→ Work task: Word for word, copy out the records given below.

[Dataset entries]
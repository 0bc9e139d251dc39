use std::fs;
use std::path::Path;

use schemars::{JsonSchema, Schema, schema_for};
use serde::{Deserialize, Serialize};

use crate::codec::DataFormat;
use crate::config::EsvmParams;
use crate::error::{EsvmError, Result};
use crate::normalization::{DiscoveryScope, NormMethod, NormParams};

fn default_patch_count() -> usize {
    9
}
fn default_clip() -> bool {
    true
}
fn default_parallel() -> bool {
    true
}
fn default_model_format() -> DataFormat {
    DataFormat::Binary
}

#[derive(Debug, Clone, Serialize, Deserialize, JsonSchema, PartialEq)]
pub struct FeatureNormalizationConfig {
    #[serde(default)]
    #[schemars(
        title = "Method",
        description = "Normalization used when discovering reference parameters."
    )]
    pub method: NormMethod,

    #[serde(default)]
    #[schemars(
        title = "Discovery scope",
        description = "How the reference population is pooled across patches and features."
    )]
    pub scope: DiscoveryScope,

    #[serde(default = "default_clip")]
    #[schemars(
        title = "Clip?",
        description = "Clamp normalized features to [0, 1].",
        default = "default_clip"
    )]
    pub clip: bool,

    #[serde(default)]
    #[schemars(
        title = "Normalize negatives?",
        description = "Apply the reference parameters to the negative pool too."
    )]
    pub normalize_negatives: bool,
}
impl Default for FeatureNormalizationConfig {
    fn default() -> Self {
        Self {
            method: NormMethod::default(),
            scope: DiscoveryScope::default(),
            clip: default_clip(),
            normalize_negatives: false,
        }
    }
}

/// Offline-calibrated parameters applied to fused scores.
#[derive(Debug, Clone, Serialize, Deserialize, JsonSchema, PartialEq)]
pub struct ScoreNormalization {
    pub params: NormParams,

    #[serde(default = "default_clip")]
    #[schemars(
        title = "Clip?",
        description = "Clamp normalized scores to [0, 1].",
        default = "default_clip"
    )]
    pub clip: bool,
}

#[derive(Debug, Clone, Serialize, Deserialize, JsonSchema, PartialEq)]
pub struct EnsembleConfig {
    #[serde(default = "default_patch_count")]
    #[schemars(
        title = "Patch count",
        description = "Number of patches every image is split into.",
        range(min = 1),
        default = "default_patch_count"
    )]
    pub patch_count: usize,

    #[serde(default)]
    pub feature_normalization: FeatureNormalizationConfig,

    #[serde(default)]
    #[schemars(
        title = "Score normalization",
        description = "Parameters applied to each fused score, if any."
    )]
    pub score_normalization: Option<ScoreNormalization>,

    #[serde(default)]
    #[schemars(
        title = "Patch thresholds",
        description = "Per-patch score thresholds. Read but not applied during fusion."
    )]
    pub patch_thresholds: Vec<f64>,

    #[serde(default)]
    pub esvm: EsvmParams,

    #[serde(default = "default_model_format")]
    #[schemars(
        title = "Model format",
        description = "Encoding used when persisting per-patch models.",
        default = "default_model_format"
    )]
    pub model_format: DataFormat,

    #[serde(default = "default_parallel")]
    #[schemars(
        title = "Parallel?",
        description = "Train and score patches on the rayon pool.",
        default = "default_parallel"
    )]
    pub parallel: bool,
}
impl Default for EnsembleConfig {
    fn default() -> Self {
        Self {
            patch_count: default_patch_count(),
            feature_normalization: FeatureNormalizationConfig::default(),
            score_normalization: None,
            patch_thresholds: Vec::new(),
            esvm: EsvmParams::default(),
            model_format: default_model_format(),
            parallel: default_parallel(),
        }
    }
}

impl EnsembleConfig {
    pub fn from_json_str(json: &str) -> Result<Self> {
        let config: EnsembleConfig = serde_json::from_str(json)?;
        config.validate()?;
        Ok(config)
    }

    pub fn from_json_file(path: impl AsRef<Path>) -> Result<Self> {
        let json = fs::read_to_string(path.as_ref())?;
        Self::from_json_str(&json)
    }

    pub fn to_json(&self) -> Result<String> {
        Ok(serde_json::to_string_pretty(self)?)
    }

    pub fn validate(&self) -> Result<()> {
        if self.patch_count == 0 {
            return Err(EsvmError::IllegalState(
                "patch_count must be at least 1".into(),
            ));
        }
        self.esvm.validate()?;
        if let Some(score) = &self.score_normalization {
            score.params.validate()?;
        }
        Ok(())
    }
}

/// JSON schema of [`EnsembleConfig`].
pub fn config_schema() -> Schema {
    schema_for!(EnsembleConfig)
}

→ Written response:
repository 0bc9e139d251dc39
use std::fs;
use std::path::Path;

use schemars::{JsonSchema, Schema, schema_for};
use serde::{Deserialize, Serialize};

use crate::codec::DataFormat;
use crate::config::EsvmParams;
use crate::error::{EsvmError, Result};
use crate::normalization::{DiscoveryScope, NormMethod, NormParams};

fn default_patch_count() -> usize {
    9
}
fn default_clip() -> bool {
    true
}
fn default_parallel() -> bool {
    true
}
fn default_model_format() -> DataFormat {
    DataFormat::Binary
}

#[derive(Debug, Clone, Serialize, Deserialize, JsonSchema, PartialEq)]
pub struct FeatureNormalizationConfig {
    #[serde(default)]
    #[schemars(
        title = "Method",
        description = "Normalization used when discovering reference parameters."
    )]
    pub method: NormMethod,

    #[serde(default)]
    #[schemars(
        title = "Discovery scope",
        description = "How the reference population is pooled across patches and features."
    )]
    pub scope: DiscoveryScope,

    #[serde(default = "default_clip")]
    #[schemars(
        title = "Clip?",
        description = "Clamp normalized features to [0, 1].",
        default = "default_clip"
    )]
    pub clip: bool,

    #[serde(default)]
    #[schemars(
        title = "Normalize negatives?",
        description = "Apply the reference parameters to the negative pool too."
    )]
    pub normalize_negatives: bool,
}
impl Default for FeatureNormalizationConfig {
    fn default() -> Self {
        Self {
            method: NormMethod::default(),
            scope: DiscoveryScope::default(),
            clip: default_clip(),
            normalize_negatives: false,
        }
    }
}

/// Offline-calibrated parameters applied to fused scores.
#[derive(Debug, Clone, Serialize, Deserialize, JsonSchema, PartialEq)]
pub struct ScoreNormalization {
    pub params: NormParams,

    #[serde(default = "default_clip")]
    #[schemars(
        title = "Clip?",
        description = "Clamp normalized scores to [0, 1].",
        default = "default_clip"
    )]
    pub clip: bool,
}

#[derive(Debug, Clone, Serialize, Deserialize, JsonSchema, PartialEq)]
pub struct EnsembleConfig {
    #[serde(default = "default_patch_count")]
    #[schemars(
        title = "Patch count",
        description = "Number of patches every image is split into.",
        range(min = 1),
        default = "default_patch_count"
    )]
    pub patch_count: usize,

    #[serde(default)]
    pub feature_normalization: FeatureNormalizationConfig,

    #[serde(default)]
    #[schemars(
        title = "Score normalization",
        description = "Parameters applied to each fused score, if any."
    )]
    pub score_normalization: Option<ScoreNormalization>,

    #[serde(default)]
    #[schemars(
        title = "Patch thresholds",
        description = "Per-patch score thresholds. Read but not applied during fusion."
    )]
    pub patch_thresholds: Vec<f64>,

    #[serde(default)]
    pub esvm: EsvmParams,

    #[serde(default = "default_model_format")]
    #[schemars(
        title = "Model format",
        description = "Encoding used when persisting per-patch models.",
        default = "default_model_format"
    )]
    pub model_format: DataFormat,

    #[serde(default = "default_parallel")]
    #[schemars(
        title = "Parallel?",
        description = "Train and score patches on the rayon pool.",
        default = "default_parallel"
    )]
    pub parallel: bool,
}
impl Default for EnsembleConfig {
    fn default() -> Self {
        Self {
            patch_count: default_patch_count(),
            feature_normalization: FeatureNormalizationConfig::default(),
            score_normalization: None,
            patch_thresholds: Vec::new(),
            esvm: EsvmParams::default(),
            model_format: default_model_format(),
            parallel: default_parallel(),
        }
    }
}

impl EnsembleConfig {
    pub fn from_json_str(json: &str) -> Result<Self> {
        let config: EnsembleConfig = serde_json::from_str(json)?;
        config.validate()?;
        Ok(config)
    }

    pub fn from_json_file(path: impl AsRef<Path>) -> Result<Self> {
        let json = fs::read_to_string(path.as_ref())?;
        Self::from_json_str(&json)
    }

    pub fn to_json(&self) -> Result<String> {
        Ok(serde_json::to_string_pretty(self)?)
    }

    pub fn validate(&self) -> Result<()> {
        if self.patch_count == 0 {
            return Err(EsvmError::IllegalState(
                "patch_count must be at least 1".into(),
            ));
        }
        self.esvm.validate()?;
        if let Some(score) = &self.score_normalization {
            score.params.validate()?;
        }
        Ok(())
    }
}

/// JSON schema of [`EnsembleConfig`].
pub fn config_schema() -> Schema {
    schema_for!(EnsembleConfig)
}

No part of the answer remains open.